Der Schäfer Wolfgang Gresens will keinen Streit mit seinem Dorfnachbarn, dem Neonazi. So denken viele der 185 Dorfbewohner im mecklenburgischen Groß Krams. © NDR
Der Schäfer Wolfgang Gresens will keinen Streit mit seinem Dorfnachbarn, dem Neonazi. So denken viele der 185 Dorfbewohner im mecklenburgischen Groß Krams.

Die rechtsextreme Einstellung seines Dorfnachbarn? Für Wolfgang Gresens stellt sie kein Problem dar, wie er sagt: "Wir reden darüber nicht". So einfach ist das für ihn. Gresens ist vor einem Jahr aus Lübeck nach Groß Krams gezogen, hat sich einen Hof gekauft und züchtet nun Schafe. So hat er sich immer seine Rente vorgestellt – friedlich und ohne Streitereien. Mit seinem rechten Nachbarn kommt er gut aus: Man grüßt sich freundlich, leiht einander Werkzeug, trinkt gemeinsam Kaffee. Er gehört eben dazu. Und so wie er denken viele in dem kleinen Dorf.

"Das politische System der BRD kann hinweggefegt werden."

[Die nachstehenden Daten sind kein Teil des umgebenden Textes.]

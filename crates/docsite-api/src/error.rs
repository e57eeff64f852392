//! API error types and response formatting.
//!
//! Every error becomes a JSON `{"error": "..."}` body with a fixed public
//! message. Details stay in the logs so clients cannot tell which check
//! rejected their URL.

use axum::Json;
use axum::http::StatusCode;
use axum::response::{IntoResponse, Response};
use serde::Serialize;

/// API error type that converts to appropriate HTTP responses.
#[derive(Debug, thiserror::Error)]
pub enum ApiError {
    /// No `url` query parameter, or an empty one.
    #[error("missing url parameter")]
    MissingUrl,

    /// The URL failed static validation or the DNS-resolution check.
    #[error("invalid or blocked url")]
    InvalidUrl,

    /// The URL is not a `github.com/{account}` or `github.com/{owner}/{repo}` link.
    #[error("not a github.com url")]
    NotGithub,

    /// GitHub answered with a non-success status.
    #[error("GitHub API returned {0}")]
    GithubStatus(reqwest::StatusCode),

    /// GitHub answered 2xx with a body we could not understand.
    #[error("unexpected GitHub API payload: {0}")]
    GithubPayload(#[from] serde_json::Error),

    /// The outbound request itself failed (connect, TLS, timeout, body read).
    #[error("upstream fetch failed: {0}")]
    Fetch(#[from] reqwest::Error),

    /// Internal server error (bad configuration, serialization).
    #[error("internal error: {0}")]
    Internal(#[from] anyhow::Error),
}

/// JSON error response body.
#[derive(Debug, Clone, Serialize)]
struct ErrorResponse {
    error: &'static str,
}

impl ApiError {
    /// Status code and client-facing message.
    pub fn public_parts(&self) -> (StatusCode, &'static str) {
        match self {
            Self::MissingUrl => (StatusCode::BAD_REQUEST, "Missing url"),
            Self::InvalidUrl => (StatusCode::BAD_REQUEST, "Invalid or blocked url"),
            Self::NotGithub => (StatusCode::BAD_REQUEST, "Not a github.com url"),
            Self::GithubStatus(_) | Self::GithubPayload(_) => {
                (StatusCode::BAD_GATEWAY, "GitHub API error")
            }
            Self::Fetch(_) => (StatusCode::BAD_GATEWAY, "Fetch failed"),
            Self::Internal(_) => (StatusCode::INTERNAL_SERVER_ERROR, "Internal error"),
        }
    }
}

impl IntoResponse for ApiError {
    fn into_response(self) -> Response {
        match &self {
            Self::GithubStatus(_) | Self::GithubPayload(_) | Self::Fetch(_) => {
                tracing::warn!(error = %self, "upstream request failed");
            }
            Self::Internal(err) => {
                tracing::error!(error = %err, "internal server error");
            }
            _ => {}
        }

        let (status, error) = self.public_parts();
        (status, Json(ErrorResponse { error })).into_response()
    }
}
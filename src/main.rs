//! Portfolio CMS - binary entry point
//! Delegates to the library for all app logic.

#[tokio::main]
async fn main() {
    if let Err(e) = portfolio_cms::run().await {
        eprintln!("portfolio-cms failed to start: {}", e);
        std::process::exit(1);
    }
}
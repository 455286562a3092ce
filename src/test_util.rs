//! Helpers for driving the full router in tests.

use axum::{
    body::Body,
    extract::connect_info::MockConnectInfo,
    http::{header, Method, Request, StatusCode},
    Router,
};
use serde_json::Value;
use std::net::SocketAddr;
use tower::ServiceExt;

use crate::auth::password::hash_password;
use crate::db::models::{NewUser, ProviderKind, Role, User};
use crate::state::AppState;

pub const PASSWORD: &str = "Password1!";

pub fn app(state: &AppState) -> Router {
    crate::create_app(state.clone()).layer(MockConnectInfo(SocketAddr::from(([127, 0, 0, 1], 4000))))
}

pub async fn seed_user(state: &AppState, email: &str, role: Role) -> User {
    state
        .store
        .insert_user(NewUser {
            email: email.to_string(),
            password_hash: Some(hash_password(PASSWORD.to_string(), 4).await.unwrap()),
            name: "Test User".to_string(),
            avatar: None,
            role,
            provider: ProviderKind::Local,
            provider_id: None,
        })
        .await
        .unwrap()
}

pub async fn admin_token(state: &AppState) -> String {
    let admin = seed_user(state, "admin@example.com", Role::Admin).await;
    state.jwt.issue_access(&admin).unwrap()
}

pub async fn user_token(state: &AppState) -> String {
    let user = seed_user(state, "reader@example.com", Role::User).await;
    state.jwt.issue_access(&user).unwrap()
}

pub fn request(method: Method, uri: &str, token: Option<&str>, body: Option<Value>) -> Request<Body> {
    let mut builder = Request::builder().method(method).uri(uri);
    if let Some(token) = token {
        builder = builder.header(header::AUTHORIZATION, format!("Bearer {}", token));
    }
    match body {
        Some(body) => builder
            .header(header::CONTENT_TYPE, "application/json")
            .body(Body::from(body.to_string()))
            .unwrap(),
        None => builder.body(Body::empty()).unwrap(),
    }
}

pub async fn send(app: &Router, req: Request<Body>) -> (StatusCode, Value) {
    let res = app.clone().oneshot(req).await.unwrap();
    let status = res.status();
    let bytes = axum::body::to_bytes(res.into_body(), usize::MAX).await.unwrap();
    let body = if bytes.is_empty() {
        Value::Null
    } else {
        serde_json::from_slice(&bytes).unwrap_or(Value::Null)
    };
    (status, body)
}

pub async fn call(
    app: &Router,
    method: Method,
    uri: &str,
    token: Option<&str>,
    body: Option<Value>,
) -> (StatusCode, Value) {
    send(app, request(method, uri, token, body)).await
}
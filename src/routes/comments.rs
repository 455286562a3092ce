/**
 * Comment Routes
 * Threaded comments on blog posts with admin moderation
 */
use axum::extract::State;
use serde::Deserialize;
use validator::Validate;

use crate::auth::{AdminUser, MaybeAuthUser};
use crate::db::models::{Comment, CommentAuthor, CommentThread, NewComment};
use crate::error::{AppError, Result};
use crate::response::{ApiResponse, Pagination};
use crate::state::AppState;
use crate::validation::{
    asset_url, empty_string_as_none, parent_comment_id, ListQuery, ObjectId, Payload,
    ValidatedJson, ValidatedQuery, COMMENT_TEXT, PERSON_NAME,
};

const DEFAULT_LIMIT: u32 = 20;
const AVATAR_SERVICE: &str = "https://ui-avatars.com/api/";

#[derive(Debug, Default, Deserialize, Validate)]
pub struct CommentAuthorInput {
    #[serde(default)]
    #[validate(
        length(min = 2, max = 50, message = "Author name must be 2-50 characters"),
        regex(path = *PERSON_NAME, message = "Author name contains invalid characters")
    )]
    pub name: String,

    #[serde(default)]
    #[validate(email(message = "Please provide a valid email"))]
    pub email: String,

    #[serde(default, deserialize_with = "empty_string_as_none")]
    #[validate(custom(function = "asset_url"))]
    pub avatar: Option<String>,
}

#[derive(Debug, Deserialize, Validate)]
#[serde(rename_all = "camelCase")]
pub struct CreateCommentRequest {
    #[serde(default)]
    #[validate(
        length(min = 5, max = 1000, message = "Comment must be 5-1000 characters"),
        regex(path = *COMMENT_TEXT, message = "Comment contains invalid characters")
    )]
    pub content: String,

    #[serde(default)]
    #[validate(nested)]
    pub author: CommentAuthorInput,

    #[serde(default, deserialize_with = "empty_string_as_none")]
    #[validate(custom(function = "parent_comment_id"))]
    pub parent_comment: Option<String>,
}

impl Payload for CreateCommentRequest {}

fn default_avatar(name: &str) -> String {
    reqwest::Url::parse_with_params(AVATAR_SERVICE, &[("name", name), ("background", "random")])
        .map(String::from)
        .unwrap_or_else(|_| AVATAR_SERVICE.to_string())
}

/// 404 unless the blog exists and the caller may see it.
async fn visible_blog(state: &AppState, viewer: &MaybeAuthUser, blog_id: &str) -> Result<()> {
    state
        .store
        .find_blog(blog_id)
        .await?
        .filter(|b| b.published || viewer.is_admin())
        .map(|_| ())
        .ok_or_else(|| AppError::not_found("Blog"))
}

/// GET /comments/blog/{blogId} - Approved threads
pub async fn list_comments(
    State(state): State<AppState>,
    viewer: MaybeAuthUser,
    ObjectId(blog_id): ObjectId,
    ValidatedQuery(query): ValidatedQuery<ListQuery>,
) -> Result<ApiResponse<Vec<CommentThread>>> {
    visible_blog(&state, &viewer, &blog_id).await?;
    let page = query.page_request(DEFAULT_LIMIT);

    let (threads, total) = state.store.list_comment_threads(&blog_id, page).await?;
    Ok(ApiResponse::paginated(
        "Comments retrieved successfully",
        threads,
        Pagination::new(page.page, page.limit, total),
    ))
}

/// POST /comments/blog/{blogId} - Held until an admin approves it
pub async fn create_comment(
    State(state): State<AppState>,
    viewer: MaybeAuthUser,
    ObjectId(blog_id): ObjectId,
    ValidatedJson(body): ValidatedJson<CreateCommentRequest>,
) -> Result<ApiResponse<Comment>> {
    visible_blog(&state, &viewer, &blog_id).await?;

    if let Some(parent_id) = body.parent_comment.as_deref() {
        state
            .store
            .find_comment(parent_id)
            .await?
            .filter(|parent| parent.blog_id == blog_id)
            .ok_or_else(|| AppError::not_found("Parent comment"))?;
    }

    let CommentAuthorInput { name, email, avatar } = body.author;
    let comment = state
        .store
        .insert_comment(NewComment {
            content: body.content,
            author: CommentAuthor {
                avatar: avatar.unwrap_or_else(|| default_avatar(&name)),
                email: email.to_lowercase(),
                name,
            },
            blog_id,
            parent_comment: body.parent_comment,
        })
        .await?;
    tracing::info!(comment_id = %comment.id, blog_id = %comment.blog_id, "comment submitted");

    Ok(ApiResponse::created("Comment submitted for approval", comment))
}

/// PATCH /comments/{id}/approve
pub async fn approve_comment(
    State(state): State<AppState>,
    _admin: AdminUser,
    ObjectId(id): ObjectId,
) -> Result<ApiResponse<Comment>> {
    let comment = state
        .store
        .approve_comment(&id)
        .await?
        .ok_or_else(|| AppError::not_found("Comment"))?;
    Ok(ApiResponse::ok("Comment approved successfully", comment))
}

/// DELETE /comments/{id} - Removes the comment and its replies
pub async fn delete_comment(
    State(state): State<AppState>,
    _admin: AdminUser,
    ObjectId(id): ObjectId,
) -> Result<ApiResponse<()>> {
    let removed = state.store.delete_comment(&id).await?;
    if removed == 0 {
        return Err(AppError::not_found("Comment"));
    }
    tracing::info!(comment_id = %id, removed, "comment deleted");
    Ok(ApiResponse::message_only("Comment deleted successfully"))
}

#[cfg(test)]
mod tests {
    use super::*;
    use crate::routes::blogs::tests::create_blog;
    use crate::test_util::{admin_token, app, call};
    use axum::http::{Method, StatusCode};
    use serde_json::{json, Value};

    fn comment(parent: Option<&str>) -> Value {
        json!({
            "content": "Great write-up, thanks!",
            "author": { "name": "Jane Doe", "email": "jane@example.com" },
            "parentComment": parent,
        })
    }

    async fn post(app: &axum::Router, blog_id: &str, body: Value) -> (StatusCode, Value) {
        call(app, Method::POST, &format!("/api/v1/comments/blog/{}", blog_id), None, Some(body)).await
    }

    #[test]
    fn test_default_avatar_encodes_name() {
        assert_eq!(
            default_avatar("Jane Doe"),
            "https://ui-avatars.com/api/?name=Jane+Doe&background=random"
        );
    }

    #[tokio::test]
    async fn test_moderation_flow() {
        let state = AppState::for_tests();
        let app = app(&state);
        let token = admin_token(&state).await;
        let blog = create_blog(&app, &token, true).await;
        let blog_id = blog["_id"].as_str().unwrap();

        let (status, body) = post(&app, blog_id, comment(None)).await;
        assert_eq!(status, StatusCode::CREATED);
        assert_eq!(body["message"], "Comment submitted for approval");
        assert_eq!(body["data"]["approved"], false);
        assert!(body["data"]["author"].get("email").is_none());
        let comment_id = body["data"]["_id"].as_str().unwrap().to_string();

        let list_uri = format!("/api/v1/comments/blog/{}", blog_id);
        let (_, list) = call(&app, Method::GET, &list_uri, None, None).await;
        assert_eq!(list["pagination"]["total"], 0);

        let (status, _) = call(
            &app,
            Method::PATCH,
            &format!("/api/v1/comments/{}/approve", comment_id),
            Some(&token),
            None,
        )
        .await;
        assert_eq!(status, StatusCode::OK);

        let (_, list) = call(&app, Method::GET, &list_uri, None, None).await;
        assert_eq!(list["pagination"]["total"], 1);
        assert_eq!(list["data"][0]["replies"], json!([]));
    }

    #[tokio::test]
    async fn test_delete_cascades_to_replies() {
        let state = AppState::for_tests();
        let app = app(&state);
        let token = admin_token(&state).await;
        let blog = create_blog(&app, &token, true).await;
        let blog_id = blog["_id"].as_str().unwrap();

        let (_, parent) = post(&app, blog_id, comment(None)).await;
        let parent_id = parent["data"]["_id"].as_str().unwrap().to_string();
        let (status, reply) = post(&app, blog_id, comment(Some(&parent_id))).await;
        assert_eq!(status, StatusCode::CREATED);
        let reply_id = reply["data"]["_id"].as_str().unwrap().to_string();

        let (status, _) = call(
            &app,
            Method::DELETE,
            &format!("/api/v1/comments/{}", parent_id),
            Some(&token),
            None,
        )
        .await;
        assert_eq!(status, StatusCode::OK);
        assert!(state.store.find_comment(&parent_id).await.unwrap().is_none());
        assert!(state.store.find_comment(&reply_id).await.unwrap().is_none());
    }

    #[tokio::test]
    async fn test_parent_must_belong_to_blog() {
        let state = AppState::for_tests();
        let app = app(&state);
        let token = admin_token(&state).await;
        let first = create_blog(&app, &token, true).await;
        let mut second_body = crate::routes::blogs::tests::blog_body(true);
        second_body["title"] = json!("A Different Post");
        let (_, second) =
            call(&app, Method::POST, "/api/v1/blogs", Some(&token), Some(second_body)).await;

        let (_, parent) = post(&app, first["_id"].as_str().unwrap(), comment(None)).await;
        let parent_id = parent["data"]["_id"].as_str().unwrap().to_string();
        let (status, body) = post(
            &app,
            second["data"]["_id"].as_str().unwrap(),
            comment(Some(&parent_id)),
        )
        .await;
        assert_eq!(status, StatusCode::NOT_FOUND);
        assert_eq!(body["message"], "Parent comment not found");
    }

    #[tokio::test]
    async fn test_comments_on_hidden_blog_are_not_found() {
        let state = AppState::for_tests();
        let app = app(&state);
        let token = admin_token(&state).await;
        let draft = create_blog(&app, &token, false).await;

        let (status, body) = post(&app, draft["_id"].as_str().unwrap(), comment(None)).await;
        assert_eq!(status, StatusCode::NOT_FOUND);
        assert_eq!(body["message"], "Blog not found");

        let (status, body) = post(
            &app,
            draft["_id"].as_str().unwrap(),
            json!({ "content": "<script>x</script>", "author": { "name": "J" } }),
        )
        .await;
        assert_eq!(status, StatusCode::BAD_REQUEST);
        assert!(body["message"].as_str().unwrap().contains("Author name must be 2-50 characters"));
    }
}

Das Problem: Der Nachbar, um den es geht, ist nicht irgendwer: Sebastian Richter, bis 2018 ein hoher Funktionär in der NPD. Bundesvorsitzender des Jugendverbandes "Junge Nationalisten" und Mitglied der inzwischen verbotenen HDJ, einer Art neue Hitlerjugend. Auch heute noch steht er zu seiner Gesinnung. Im Gespräch gibt er offen zu: "Das politische System der BRD kann hinweggefegt werden." Ganz anders gibt er sich in Groß Krams. Hier sitzt Richter gemeinsam mit einem weiteren Rechtsextremen in der Gemeindevertretung. Nach seiner Wahl verteilte er ein Infoblättchen im Dorf. Einer der Slogans darin lautet: "Für ein Dorf mit Herz – gegen Ausgrenzung und Hetze". Von rechtsextremer Gesinnung keine Spur.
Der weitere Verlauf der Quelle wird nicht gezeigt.